EconomíaPolítica

Argentina’s government has fixed the price of 1,432 products

But Peronism’s penchant for controls is holding the country back

The definition of insanity, Albert Einstein is alleged to have said, is to do the same thing over and over again and expect a different result. Argentina’s Peronist government seems to find this simple rule as baffling as others find the general theory of relativity. On October 19th Roberto Feletti, the new secretary for internal trade, issued a decree fixing until January the prices of 1,432 products, ranging from cheese spread to shaving cream. Its 881-page appendix sets out to the last fraction of a peso the maximum price for each product in each of the country’s 24 provinces. The reason? Prices rose by an unexpectedly high 3.5% in September, or 53% over 12 months. And the October figure is due to be published just three days before a crucial mid-term legislative election.

In September the ruling coalition was shocked to lose primaries that serve as a dry run for the election. The lesson drawn by Cristina Fernández de Kirchner, the powerful vice-president who held the top job from 2007 to 2015, was that the government had intervened too little in the economy. Mr Feletti’s controls will allow the ruling coalition to blame price rises on grasping businesses.

“There’s no economic logic, it’s all communicational and political,” says Federico Sturzenegger, a former president of the central bank. It is the government itself that is the reason why Argentina has the highest inflation of any of the world’s bigger economies (barring Venezuela, whose government is even more addicted to controls). It had already capped utility tariffs and interest rates after it came into office in December 2019. But its failure to reach an agreement with the IMF denies it international sources of credit. So it is financing this year’s fiscal deficit of around 4% of GDP mainly by printing money. “That money chases other goods,” driving inflation up, points out Mr Sturzenegger.

The country has been here before. Peronism’s penchant for protectionism, subsidies and holding down the exchange rate means that Argentina suffers chronic fiscal deficits and shortages of hard currency. In late 2013, as the commodity boom waned and dollars ran short again, Ms Fernández’s government tightened its prior controls on prices, foreign exchange and capital movements. Recession and higher inflation duly followed, and the Peronists lost the presidential election in 2015 to Mauricio Macri of the centre-right.

So why repeat a failed recipe? The Kirchneristas’ reading is that they only lost narrowly in 2015. They represent interests that benefit from protection (established industrialists), or are assuaged by subsidies (the poor). Controls assure a kind of stability, preventing hyperinflation.

This artificial stability comes at a cost: the economy has seen almost no growth since 2008. Wages have risen by less than inflation in eight of the past ten years. Argentines were getting steadily poorer even before the pandemic. Those who can afford to send their money abroad; in the recent Pandora papers leak Argentina ranks third in terms of the number of beneficiaries of offshore companies, behind Russia and Britain.

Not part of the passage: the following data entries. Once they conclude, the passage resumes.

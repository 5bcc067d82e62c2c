//! The shared findings store.
//!
//! Writes are cheap and never prune: [`FindingsStore::submit`] does a linear
//! scan for the key and either replaces in place or appends. Expiry and the
//! capacity bound are enforced by a compaction pass that runs at the start of
//! every read ([`FindingsStore::list`] and [`FindingsStore::stats`]), so no
//! background task is needed.

use std::{fmt, sync::Arc};

use chrono::{DateTime, Duration, Utc};
use parking_lot::Mutex;
use serde::Serialize;
use tracing::{debug, info};

use crate::{
    clock::{Clock, SystemClock},
    error::Result,
    finding::{Finding, FindingKey, SubmitFinding},
    stats::FindingStats,
};

/// Most findings held at any observation point.
pub const MAX_FINDINGS: usize = 100;

/// Lifetime of a finding in milliseconds. A finding whose age reaches this
/// value is expired.
pub const FINDING_TTL_MS: i64 = 15_000;

/// Capacity and expiry bounds for a [`FindingsStore`].
#[derive(Debug, Clone, Copy, PartialEq, Eq)]
pub struct StoreLimits {
    /// Upper bound on retained findings after compaction.
    pub max_findings: usize,
    /// Age at which a finding expires.
    pub ttl: Duration,
}

impl Default for StoreLimits {
    fn default() -> Self {
        Self {
            max_findings: MAX_FINDINGS,
            ttl: Duration::milliseconds(FINDING_TTL_MS),
        }
    }
}

/// Result of a successful submit.
#[derive(Debug, Clone, PartialEq, Eq)]
pub struct SubmitOutcome {
    /// Key the finding was stored under.
    pub key: FindingKey,
    /// Raw store size right after the write, before any compaction.
    pub count: usize,
    /// Whether an existing finding with the same key was replaced.
    pub replaced: bool,
}

/// Live findings as of [`FindingsSnapshot::timestamp`], newest first.
#[derive(Debug, Clone, PartialEq, Serialize)]
pub struct FindingsSnapshot {
    /// Findings sorted by timestamp, most recent first.
    pub findings: Vec<Finding>,
    /// Number of entries in `findings`.
    pub count: usize,
    /// When the snapshot was taken.
    #[serde(with = "chrono::serde::ts_milliseconds")]
    pub timestamp: DateTime<Utc>,
}

/// What a compaction pass removed.
#[derive(Debug, Clone, Copy, Default, PartialEq, Eq)]
pub struct Compaction {
    /// Findings dropped for having reached the TTL.
    pub expired: usize,
    /// Findings dropped to get back under the capacity bound.
    pub overflow: usize,
}

/// Bounded, time-expiring collection of findings.
///
/// All access goes through one mutex. No operation suspends or performs I/O
/// while holding it.
pub struct FindingsStore {
    findings: Mutex<Vec<Finding>>,
    limits: StoreLimits,
    clock: Arc<dyn Clock>,
}

impl fmt::Debug for FindingsStore {
    fn fmt(&self, f: &mut fmt::Formatter<'_>) -> fmt::Result {
        f.debug_struct("FindingsStore")
            .field("len", &self.findings.lock().len())
            .field("limits", &self.limits)
            .field("clock", &self.clock)
            .finish()
    }
}

impl Default for FindingsStore {
    fn default() -> Self {
        Self::new()
    }
}

impl FindingsStore {
    /// Empty store using the system clock and default limits.
    pub fn new() -> Self {
        Self::with_clock(Arc::new(SystemClock))
    }

    /// Empty store with default limits reading time from `clock`.
    pub fn with_clock(clock: Arc<dyn Clock>) -> Self {
        Self::with_limits(StoreLimits::default(), clock)
    }

    /// Empty store with explicit limits.
    pub fn with_limits(limits: StoreLimits, clock: Arc<dyn Clock>) -> Self {
        Self {
            findings: Mutex::new(Vec::new()),
            limits,
            clock,
        }
    }

    /// Limits this store enforces.
    pub fn limits(&self) -> StoreLimits {
        self.limits
    }

    /// Insert a finding, or replace the existing one with the same key.
    ///
    /// Validation runs before the lock is taken; a rejected submission leaves
    /// the store untouched.
    pub fn submit(&self, submission: SubmitFinding) -> Result<SubmitOutcome> {
        let finding = submission.into_finding(self.clock.now())?;
        let key = finding.key();

        let mut findings = self.findings.lock();
        let existing = findings
            .iter()
            .position(|entry| entry.matches(&key.job_id, &key.place_id));
        let replaced = match existing {
            Some(index) => {
                findings[index] = finding;
                true
            }
            None => {
                findings.push(finding);
                false
            }
        };
        let count = findings.len();
        drop(findings);

        debug!(
            job_id = %key.job_id,
            place_id = %key.place_id,
            replaced,
            count,
            "finding stored"
        );

        Ok(SubmitOutcome {
            key,
            count,
            replaced,
        })
    }

    /// Compact, then return the live findings newest first.
    ///
    /// Findings with equal timestamps keep their relative insertion order.
    pub fn list(&self) -> FindingsSnapshot {
        let now = self.clock.now();
        let mut live = {
            let mut findings = self.findings.lock();
            self.compact_locked(&mut findings, now);
            findings.clone()
        };

        live.sort_by(|a, b| b.timestamp.cmp(&a.timestamp));

        FindingsSnapshot {
            count: live.len(),
            findings: live,
            timestamp: now,
        }
    }

    /// Compact, then aggregate over the live findings.
    pub fn stats(&self) -> FindingStats {
        let now = self.clock.now();
        let mut findings = self.findings.lock();
        self.compact_locked(&mut findings, now);
        FindingStats::from_findings(&findings)
    }

    /// Drop every finding. Returns how many were removed.
    pub fn clear(&self) -> usize {
        let removed = std::mem::take(&mut *self.findings.lock()).len();
        info!(removed, "findings cleared");
        removed
    }

    /// Raw number of stored findings, including any not yet compacted away.
    pub fn len(&self) -> usize {
        self.findings.lock().len()
    }

    /// Whether nothing is stored, compacted or not.
    pub fn is_empty(&self) -> bool {
        self.len() == 0
    }

    fn compact_locked(&self, findings: &mut Vec<Finding>, now: DateTime<Utc>) {
        let report = compact(findings, now, self.limits);
        if report != Compaction::default() {
            debug!(
                expired = report.expired,
                overflow = report.overflow,
                remaining = findings.len(),
                "findings compacted"
            );
        }
    }
}

/// Remove expired findings, then trim the oldest until at most
/// `limits.max_findings` remain.
///
/// Trimming goes by timestamp, oldest first; findings sharing a timestamp are
/// dropped in insertion order. Survivors keep their relative order.
pub fn compact(
    findings: &mut Vec<Finding>,
    now: DateTime<Utc>,
    limits: StoreLimits,
) -> Compaction {
    let before = findings.len();
    findings.retain(|finding| {
        now.signed_duration_since(finding.timestamp) < limits.ttl
    });
    let expired = before - findings.len();

    let overflow = findings.len().saturating_sub(limits.max_findings);
    if overflow > 0 {
        let mut by_age: Vec<usize> = (0..findings.len()).collect();
        by_age.sort_by_key(|&index| findings[index].timestamp);

        let mut evict = vec![false; findings.len()];
        for &index in &by_age[..overflow] {
            evict[index] = true;
        }

        let mut position = 0;
        findings.retain(|_| {
            let keep = !evict[position];
            position += 1;
            keep
        });
    }

    Compaction { expired, overflow }
}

Can the government keep control until the next presidential election in 2023? As inflation has edged up, the price of the dollar in the (tolerated) black market has widened to double the official rate. Alberto Fernández, the proxy president installed by Ms Fernández, has been diminished by his mishandling of the pandemic (he lost credibility after breaking his own draconian lockdown to host a birthday party for his partner). Losing the next election would be a further blow.

Luis Secco, an economist, notes that past hyper-inflationary episodes came when the government was weak after losing a mid-term election. But there may still be scope for muddling through, especially if the government reaches an agreement with the IMF. Even if it doesn’t, and it finances fully next year’s expected deficit of 4% of GDP by printing money, inflation need not go much higher than this year.

The big question is whether Argentines have tired at last of the Kirchneristas’ failed policies. Mr Macri lifted controls, spurring short-term growth, but he was too slow to reform the state, prompting a run on the peso and a belated slashing of the deficit. “The people can’t take more austerity,” Máximo Kirchner, the vice-president’s politician son, said this month. His policies offer slower but inexorable impoverishment without any hope of growth. Argentines may come to realise that.